Depuis leur retour au pouvoir, le 15 août 2021, les femmes afghanes ont été prises dans une nasse qui les étrangle et les asphyxie chaque jour un peu plus. Plus d’une centaine de décrets repris dans une loi en juillet 2024 ont totalement annihilé toute vie sociale, toute liberté, toute dignité et tout espoir d’avenir aux femmes et aux filles d’Afghanistan. Désormais elles n’ont même plus le droit de parler à voix haute, de chanter et surtout d’être vues. Elles sont condamnées à la prison à vie dès leur naissance pour le seul crime d’être nées de sexe féminin.
Nulle part au monde un groupe humain n’est ainsi traité à l’échelle de tout un pays. Certes, il existe des régions où les femmes sont victimes de barbaries dans des conflits armés. C’est le cas, par exemple, au Kivu en RDC ; mais aussi horribles que soient les exactions commises, il ne s’agit pas de la négation de l’identité humaine de la moitié d’une population.
Les femmes afghanes n’ont plus aucun des droits élémentaires liés au fait d’être de l’espèce humaine : plus le droit de sortir, plus le droit de rencontrer des personnes en dehors de leur famille, plus le droit de se soigner ni d’apprendre à bien s’occuper de leurs enfants, etc. Alors en reprenant l’image de la lutte contre la souffrance animale, les talibans devraient se poser la question de la qualité de leur progéniture sur le moyen et long terme. Des femmes devenues de plus en plus dépressives, malades, manquant de grand air et de vie sociale, ne pourront pas produire des enfants robustes et sains. Ainsi, l’avenir de la qualité des futurs talibans risque-t-il de devenir problématique.
Mais au-delà du cynisme, la situation d’une telle mise à l’écart des femmes et des filles de ce pays crée une véritable bombe à retardement en matière sanitaire.
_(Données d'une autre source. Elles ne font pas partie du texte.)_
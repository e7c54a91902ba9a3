//! Well-known locations under `~/.shelf/`.
//!
//! ```text
//! ~/.shelf/
//!   config.yaml   (mode 0600, holds the API token)
//!   cache.json    (last-synced fingerprints)
//!   logs/
//!     sync.log
//! ```

use std::path::{Path, PathBuf};

pub const CONFIG_FILE: &str = "config.yaml";
pub const CACHE_FILE: &str = "cache.json";
pub const SYNC_LOG: &str = "sync.log";

pub fn shelf_root(home: &Path) -> PathBuf {
    home.join(".shelf")
}

pub fn config_path(home: &Path) -> PathBuf {
    shelf_root(home).join(CONFIG_FILE)
}

pub fn default_cache_path(home: &Path) -> PathBuf {
    shelf_root(home).join(CACHE_FILE)
}

pub fn logs_dir(home: &Path) -> PathBuf {
    shelf_root(home).join("logs")
}

pub fn sync_log_path(home: &Path) -> PathBuf {
    logs_dir(home).join(SYNC_LOG)
}

/// Expand a leading `~` against `home`. Other paths are returned unchanged.
pub fn expand_home(path: &Path, home: &Path) -> PathBuf {
    match path.strip_prefix("~") {
        Ok(rest) => home.join(rest),
        Err(_) => path.to_path_buf(),
    }
}
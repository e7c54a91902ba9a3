use std::path::{Path, PathBuf};

pub use shelf_core::paths::{logs_dir, sync_log_path};

pub const LAUNCHD_LABEL: &str = "dev.shelf.sync";
pub const CRON_MARKER: &str = "# shelf-sync";
pub const WINDOWS_TASK_NAME: &str = "ShelfLibrarySync";
pub const SYSTEMD_UNIT: &str = "shelf-sync";

/// Scheduled runs log through `sync.log` themselves; this only catches
/// whatever escapes to stderr (panics, early startup failures).
pub const SCHEDULER_ERR_LOG: &str = "scheduler-err.log";

pub fn scheduler_err_log_path(home: &Path) -> PathBuf {
    logs_dir(home).join(SCHEDULER_ERR_LOG)
}

pub fn launch_agents_dir(home: &Path) -> PathBuf {
    home.join("Library").join("LaunchAgents")
}

pub fn launchd_plist_path(home: &Path) -> PathBuf {
    launch_agents_dir(home).join(format!("{LAUNCHD_LABEL}.plist"))
}
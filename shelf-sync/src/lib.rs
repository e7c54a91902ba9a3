//! # shelf-sync
//!
//! Change detection and upload orchestration for a local library.
//!
//! [`scanner`] walks the library, [`cache`] decides what changed, and
//! [`orchestrator`] uploads the difference through any [`RemoteRepository`].
//! [`pipeline::run`] is the entrypoint shared by the CLI and scheduled runs.

pub mod cache;
pub mod error;
pub mod memory;
pub mod orchestrator;
pub mod pipeline;
pub mod remote;
pub mod retry;
pub mod scanner;

pub use cache::{fingerprint_of, ChangeCache, LoadStatus};
pub use error::SyncError;
pub use orchestrator::{Orchestrator, PlanReport, RunPhase, SyncReport};
pub use remote::{RemoteError, RemoteRepository};
pub use scanner::{ScanItem, ScanRules, Scanner};
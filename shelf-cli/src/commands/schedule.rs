//! `shelf schedule`: register the daily run with cron, launchd, or schtasks.

use std::path::Path;
use std::process::ExitCode;

use anyhow::{Context, Result};
use clap::{Args, Subcommand};
use colored::Colorize;

use shelf_scheduler::schedule::{DEFAULT_HOUR, DEFAULT_MINUTE};
use shelf_scheduler::{DailyTime, Invocation, Platform};

#[derive(Subcommand, Debug)]
pub enum ScheduleCommand {
    /// Install (or replace) the daily run for this OS.
    Install(TimeArgs),
    /// Remove the daily run.
    Uninstall,
    /// Print cron, systemd, launchd and schtasks variants without installing.
    Show(TimeArgs),
}

#[derive(Args, Debug)]
pub struct TimeArgs {
    /// Hour of day, 0-23, local time.
    #[arg(long, default_value_t = DEFAULT_HOUR)]
    pub hour: u8,

    /// Minute, 0-59.
    #[arg(long, default_value_t = DEFAULT_MINUTE)]
    pub minute: u8,
}

impl TimeArgs {
    fn invocation(&self, home: &Path) -> Result<Invocation> {
        let time = DailyTime::new(self.hour, self.minute)?;
        let binary = std::env::current_exe().context("could not resolve the shelf binary path")?;
        Ok(Invocation::new(home, binary, time))
    }
}

pub fn run(command: ScheduleCommand, home: &Path) -> Result<ExitCode> {
    match command {
        ScheduleCommand::Install(args) => {
            let inv = args.invocation(home)?;
            let platform = Platform::current()?;
            let installed = shelf_scheduler::install(home, &inv)
                .with_context(|| format!("failed to install {platform} schedule"))?;
            println!("{} {installed}", "✓".green().bold());
            println!("runs daily at {} (local time)", inv.time);
        }
        ScheduleCommand::Uninstall => {
            if shelf_scheduler::uninstall(home).context("failed to remove schedule")? {
                println!("{} schedule removed", "✓".green().bold());
            } else {
                println!("no schedule installed");
            }
        }
        ScheduleCommand::Show(args) => {
            let inv = args.invocation(home)?;
            print!("{}", shelf_scheduler::render_all(&inv));
        }
    }
    Ok(ExitCode::SUCCESS)
}
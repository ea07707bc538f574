//! Telemetry text drawn onto annotated frames

use std::fmt;

use chrono::{DateTime, Utc};

use super::ImageFrame;

const TIMESTAMP_FORMAT: &str = "%Y-%m-%d %H:%M:%S%.3f UTC";

/// Values shown in an annotation bar
///
/// Renders as `[WxH] [timestamp] [fps] [quality]`.
#[derive(Debug, Clone, PartialEq)]
pub struct AnnotationMetadata {
    pub width: u32,
    pub height: u32,
    pub timestamp: DateTime<Utc>,
    pub jpeg_quality: i64,
    /// Frames counted over `fps_period` seconds
    pub fps_count: u64,
    pub fps_period: f32,
}

impl AnnotationMetadata {
    /// Annotation carrying only the frame rate; frame fields are filled by
    /// [`AnnotationMetadata::with_frame_data`]
    pub fn with_rate(fps_count: u64, fps_period: f32) -> Self {
        Self {
            width: 0,
            height: 0,
            timestamp: DateTime::<Utc>::default(),
            jpeg_quality: 0,
            fps_count,
            fps_period,
        }
    }

    /// Copy dimensions, timestamp and quality from a frame
    pub fn with_frame_data(mut self, frame: &ImageFrame) -> Self {
        self.width = frame.image().width();
        self.height = frame.image().height();
        if let Some(meta) = frame.metadata() {
            self.timestamp = meta.received_at;
            self.jpeg_quality = meta.settings.jpeg_quality;
        }
        self
    }

    /// Frames per second over the counting period
    pub fn fps(&self) -> f32 {
        if self.fps_period > 0.0 {
            self.fps_count as f32 / self.fps_period
        } else {
            0.0
        }
    }
}

impl fmt::Display for AnnotationMetadata {
    fn fmt(&self, f: &mut fmt::Formatter<'_>) -> fmt::Result {
        write!(
            f,
            "[{}x{}] [{}] [{:.1} fps] [q={:3}]",
            self.width,
            self.height,
            self.timestamp.format(TIMESTAMP_FORMAT),
            self.fps(),
            self.jpeg_quality,
        )
    }
}
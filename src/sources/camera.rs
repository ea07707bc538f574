//! Instrument cameras
//!
//! Cameras are looked up through a [`CameraStore`]; the database behind it
//! lives outside this crate. A camera's stream topic republishes its
//! external MJPEG source as JPEG frames, so however many websocket clients
//! watch a camera, each upstream frame is encoded at most once.

use std::collections::HashMap;
use std::sync::Arc;

use async_trait::async_trait;
use serde::{Deserialize, Serialize};
use tokio::sync::RwLock;

use crate::broker::{Context, Handler};
use crate::error::{Error, Result};

use super::{external_source_topic, failed_frame, loading_frame};

/// Camera identifier
pub type CameraId = i64;

/// Route parameter naming the camera in [`super::CAMERA_STREAM`]
pub const CAMERA_ID_PARAM: &str = "camera_id";

/// A camera attached to an instrument
#[derive(Debug, Clone, PartialEq, Eq, Serialize, Deserialize)]
pub struct Camera {
    pub id: CameraId,
    /// Upstream stream URL
    pub url: String,
    /// Upstream protocol, e.g. `mjpeg`
    pub protocol: String,
    pub enabled: bool,
}

/// Lookup of camera records
#[async_trait]
pub trait CameraStore: Send + Sync + 'static {
    /// The camera with `id`, if it exists
    async fn get_camera(&self, id: CameraId) -> Result<Option<Camera>>;
}

/// In-memory camera store
#[derive(Debug, Default)]
pub struct MemoryCameraStore {
    cameras: RwLock<HashMap<CameraId, Camera>>,
}

impl MemoryCameraStore {
    pub fn new() -> Self {
        Self::default()
    }

    /// Add or replace a camera
    pub async fn upsert(&self, camera: Camera) {
        self.cameras.write().await.insert(camera.id, camera);
    }

    /// Remove a camera, returning it if it existed
    pub async fn remove(&self, id: CameraId) -> Option<Camera> {
        self.cameras.write().await.remove(&id)
    }

    /// All cameras, ordered by id
    pub async fn list(&self) -> Vec<Camera> {
        let mut cameras: Vec<Camera> = self.cameras.read().await.values().cloned().collect();
        cameras.sort_by_key(|camera| camera.id);
        cameras
    }
}

#[async_trait]
impl CameraStore for MemoryCameraStore {
    async fn get_camera(&self, id: CameraId) -> Result<Option<Camera>> {
        Ok(self.cameras.read().await.get(&id).cloned())
    }
}

/// Parse a camera id route parameter
pub fn parse_camera_id(raw: &str) -> Result<CameraId> {
    raw.parse()
        .map_err(|_| Error::InvalidParam(format!("invalid camera id {raw}")))
}

/// PUB handler republishing a camera's upstream stream as JPEG frames
pub fn camera_stream_source(store: Arc<dyn CameraStore>) -> impl Handler {
    move |ctx: Context| republish(ctx, Arc::clone(&store))
}

async fn republish(ctx: Context, store: Arc<dyn CameraStore>) -> Result<()> {
    let id = parse_camera_id(ctx.require_param(CAMERA_ID_PARAM)?)?;
    let camera = store
        .get_camera(id)
        .await?
        .ok_or_else(|| Error::InvalidParam(format!("camera {id} not found")))?;

    ctx.publish(loading_frame().into());
    let mut source = ctx.subscribe(external_source_topic(&camera.url));

    loop {
        let frame = tokio::select! {
            _ = ctx.cancelled() => return Ok(()),
            frame = source.recv() => frame,
        };
        let Some(frame) = frame else {
            return Ok(());
        };

        // Encode once here rather than once per websocket subscriber
        match frame.as_jpeg_frame() {
            Ok(jpeg) => {
                ctx.publish(jpeg.into());
            }
            Err(e) => {
                ctx.publish(failed_frame().into());
                return Err(e);
            }
        }
    }
}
Les enfants ne sont plus vaccinés, il n’y a plus d’infirmières et encore moins de femmes médecins pour soigner les femmes, il n’y a plus de formation ou même d’information et de prévention sanitaire envers les femmes et les mères. Déjà, les cas de maladies qui avaient été maîtrisées, voire même éradicées, refont surface de manière inquiétante, telles que la rougeole, la poliomyélite ou la tuberculose. L’Afghanistan avait déjà les taux de mortalité maternelle et infantile les plus élevés du monde. Que va-t-il en être désormais ? Des associations tentent de poursuivre des formations à distance pour les femmes dans divers domaines, mais outre le fait que cela devient de plus en plus dangereux, c’est à l’évidence bien insuffisant.
La Cour Pénale Internationale, la CPI, vient de timidement engager une procédure pour crime contre l’humanité contre deux hauts responsables talibans, Abdul Hakim Haqqani et le chef suprême, Haibatullah Akhunzada, au regard des sanctions prises à l’égard des femmes afghanes. Après des mois de tergiversations sur la qualification, qui pourtant me paraissait évidente en application de l’article 7 du Statut de Rome de la CPI, il s’agit là d’une première étape qui devrait ouvrir la voie vers d’autres inculpations. Certes, cela n’inquiètera pas les talibans, puisqu’ils ne reconnaissent aucune norme internationale, mais au moins, enfin, la communauté internationale montre que le calvaire des femmes afghanes est reconnu; elle qualifie leur situation de victime, nomme les crimes et dénonce les bourreaux. Et il faut espérer maintenant que cela permettra de freiner les ardeurs de quelques pays prêts à pactiser, pour quelques menus avantages économiques, avec ce régime mortifère envers les femmes.